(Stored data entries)
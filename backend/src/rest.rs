use axum::{
    extract::State,
    http::{HeaderValue, Method, StatusCode},
    response::IntoResponse,
    routing::post,
    Json, Router,
};
use shared::{LogRequest, LogResponse, ResponseRecord};
use std::path::PathBuf;
use tower_http::cors::{Any, CorsLayer};
use tower_http::services::ServeDir;
use tracing::{debug, error, info, warn};

use crate::domain::ResponseService;

/// Application state shared across handlers
#[derive(Clone)]
pub struct AppState {
    pub response_service: ResponseService,
}

impl AppState {
    pub fn new(response_service: ResponseService) -> Self {
        Self { response_service }
    }
}

/// API routes, without CORS or static file serving
pub fn api_router(state: AppState) -> Router {
    Router::new()
        .route("/responses", post(insert_response))
        .route("/logs", post(log_message))
        .with_state(state)
}

/// Full application: API under /api, the built frontend everywhere else
pub fn app(state: AppState, allowed_origin: &str, frontend_dist: &str) -> anyhow::Result<Router> {
    let origin = allowed_origin.parse::<HeaderValue>()?;

    let cors = CorsLayer::new()
        .allow_origin(origin)
        .allow_methods([Method::GET, Method::POST])
        .allow_headers(Any);

    Ok(Router::new()
        .nest("/api", api_router(state))
        .fallback_service(ServeDir::new(PathBuf::from(frontend_dist)))
        .layer(cors))
}

/// Axum handler function for POST /api/responses
pub async fn insert_response(
    State(state): State<AppState>,
    Json(record): Json<ResponseRecord>,
) -> impl IntoResponse {
    info!("POST /api/responses - period: {}", record.period);

    match state.response_service.record_response(record).await {
        Ok(result) => (StatusCode::CREATED, Json(result)).into_response(),
        Err(e) => {
            error!("Error storing response: {:?}", e);
            e.into_response()
        }
    }
}

/// Axum handler function for POST /api/logs
pub async fn log_message(Json(request): Json<LogRequest>) -> Json<LogResponse> {
    let component = request.component.as_deref().unwrap_or("frontend");
    let message = format!("[{}] {}", component, request.message);

    match request.level.to_lowercase().as_str() {
        "debug" => debug!("{}", message),
        "warn" => warn!("{}", message),
        "error" => error!("{}", message),
        _ => info!("{}", message),
    }

    Json(LogResponse { success: true })
}

#[cfg(test)]
mod tests {
    use super::*;
    use crate::db::DbConnection;
    use axum::body::Body;
    use axum::http::Request;
    use shared::InsertResponseResult;
    use tower::ServiceExt;

    async fn setup_test_router() -> (Router, DbConnection) {
        let db = DbConnection::init_test().await.expect("Failed to create test database");
        let state = AppState::new(ResponseService::new(db.clone()));
        (api_router(state), db)
    }

    fn post_json(uri: &str, body: serde_json::Value) -> Request<Body> {
        Request::builder()
            .method("POST")
            .uri(uri)
            .header("content-type", "application/json")
            .body(Body::from(body.to_string()))
            .unwrap()
    }

    #[tokio::test]
    async fn test_insert_response_returns_created() {
        let (router, db) = setup_test_router().await;

        let body = serde_json::json!({
            "year": "2025",
            "innovation": 0.3,
            "equality": 0.3,
            "stability": 0.4
        });
        let response = router.oneshot(post_json("/responses", body)).await.unwrap();
        assert_eq!(response.status(), StatusCode::CREATED);

        let bytes = axum::body::to_bytes(response.into_body(), usize::MAX).await.unwrap();
        let result: InsertResponseResult = serde_json::from_slice(&bytes).unwrap();
        let stored = db.get_response(&result.id).await.unwrap().unwrap();
        assert_eq!(stored.record.period, "2025");
        assert_eq!(stored.record.stability, 0.4);
    }

    #[tokio::test]
    async fn test_insert_invalid_response_is_bad_request() {
        let (router, db) = setup_test_router().await;

        let body = serde_json::json!({
            "year": "2025",
            "innovation": 0.9,
            "equality": 0.9,
            "stability": 0.4
        });
        let response = router.oneshot(post_json("/responses", body)).await.unwrap();
        assert_eq!(response.status(), StatusCode::BAD_REQUEST);
        assert_eq!(db.count_responses("2025").await.unwrap(), 0);
    }

    #[tokio::test]
    async fn test_malformed_body_is_rejected() {
        let (router, _db) = setup_test_router().await;

        let body = serde_json::json!({ "year": "2025" });
        let response = router.oneshot(post_json("/responses", body)).await.unwrap();
        assert!(response.status().is_client_error());
    }

    #[tokio::test]
    async fn test_log_message_acknowledges() {
        let (router, _db) = setup_test_router().await;

        let body = serde_json::json!({
            "level": "error",
            "message": "insert failed",
            "component": "ternary_input"
        });
        let response = router.oneshot(post_json("/logs", body)).await.unwrap();
        assert_eq!(response.status(), StatusCode::OK);

        let bytes = axum::body::to_bytes(response.into_body(), usize::MAX).await.unwrap();
        let ack: LogResponse = serde_json::from_slice(&bytes).unwrap();
        assert!(ack.success);
    }

    #[tokio::test]
    async fn test_app_rejects_bad_origin() {
        let db = DbConnection::init_test().await.unwrap();
        let state = AppState::new(ResponseService::new(db));
        assert!(app(state.clone(), "http://localhost:8080", "dist").is_ok());
        assert!(app(state, "not a\nheader", "dist").is_err());
    }
}
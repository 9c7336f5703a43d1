use thiserror::Error;

use crate::geometry::GeometryError;

/// Everything that can go wrong while collecting a submission.
///
/// None of these are fatal: the widget reports [`SurveyError::user_message`]
/// and stays usable.
#[derive(Debug, Error, Clone, PartialEq)]
pub enum SurveyError {
    #[error("click at ({x}, {y}) is outside the triangle")]
    OutOfBounds { x: f64, y: f64 },

    #[error("no point selected")]
    NoSelection,

    #[error("a response has already been recorded for period {0}")]
    AlreadySubmitted(String),

    #[error("a submission is already in flight")]
    SubmissionInProgress,

    #[error("no submission is in flight")]
    NotSubmitting,

    #[error("record store rejected the response: {0}")]
    InsertRejected(String),

    #[error("unexpected error while inserting the response: {0}")]
    InsertFailed(String),

    #[error("guard store error: {0}")]
    GuardStore(String),

    #[error(transparent)]
    Geometry(#[from] GeometryError),
}

impl SurveyError {
    /// Status text shown under the triangle
    pub fn user_message(&self) -> &'static str {
        match self {
            SurveyError::OutOfBounds { .. } => {
                "Click inside the triangle. Your click was outside the valid region."
            }
            SurveyError::NoSelection => {
                "Please click inside the triangle to select a point before submitting."
            }
            SurveyError::AlreadySubmitted(_) => {
                "You have already submitted for this year (one submission allowed)."
            }
            SurveyError::SubmissionInProgress => "Saving...",
            SurveyError::InsertRejected(_) => "Error saving to database. See console for details.",
            SurveyError::InsertFailed(_)
            | SurveyError::NotSubmitting
            | SurveyError::GuardStore(_)
            | SurveyError::Geometry(_) => "Unexpected error while saving.",
        }
    }
}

▶ [PROBLEM REQUIREMENTS]:
Lines after the one containing "use std::path::PathBuf;" are not wanted; repeat exactly each line above from the first up to and including it.

▶ [YOUR SOLUTION]:
filename backend/src/rest.rs
use axum::{
    extract::State,
    http::{HeaderValue, Method, StatusCode},
    response::IntoResponse,
    routing::post,
    Json, Router,
};
use shared::{LogRequest, LogResponse, ResponseRecord};
use std::path::PathBuf;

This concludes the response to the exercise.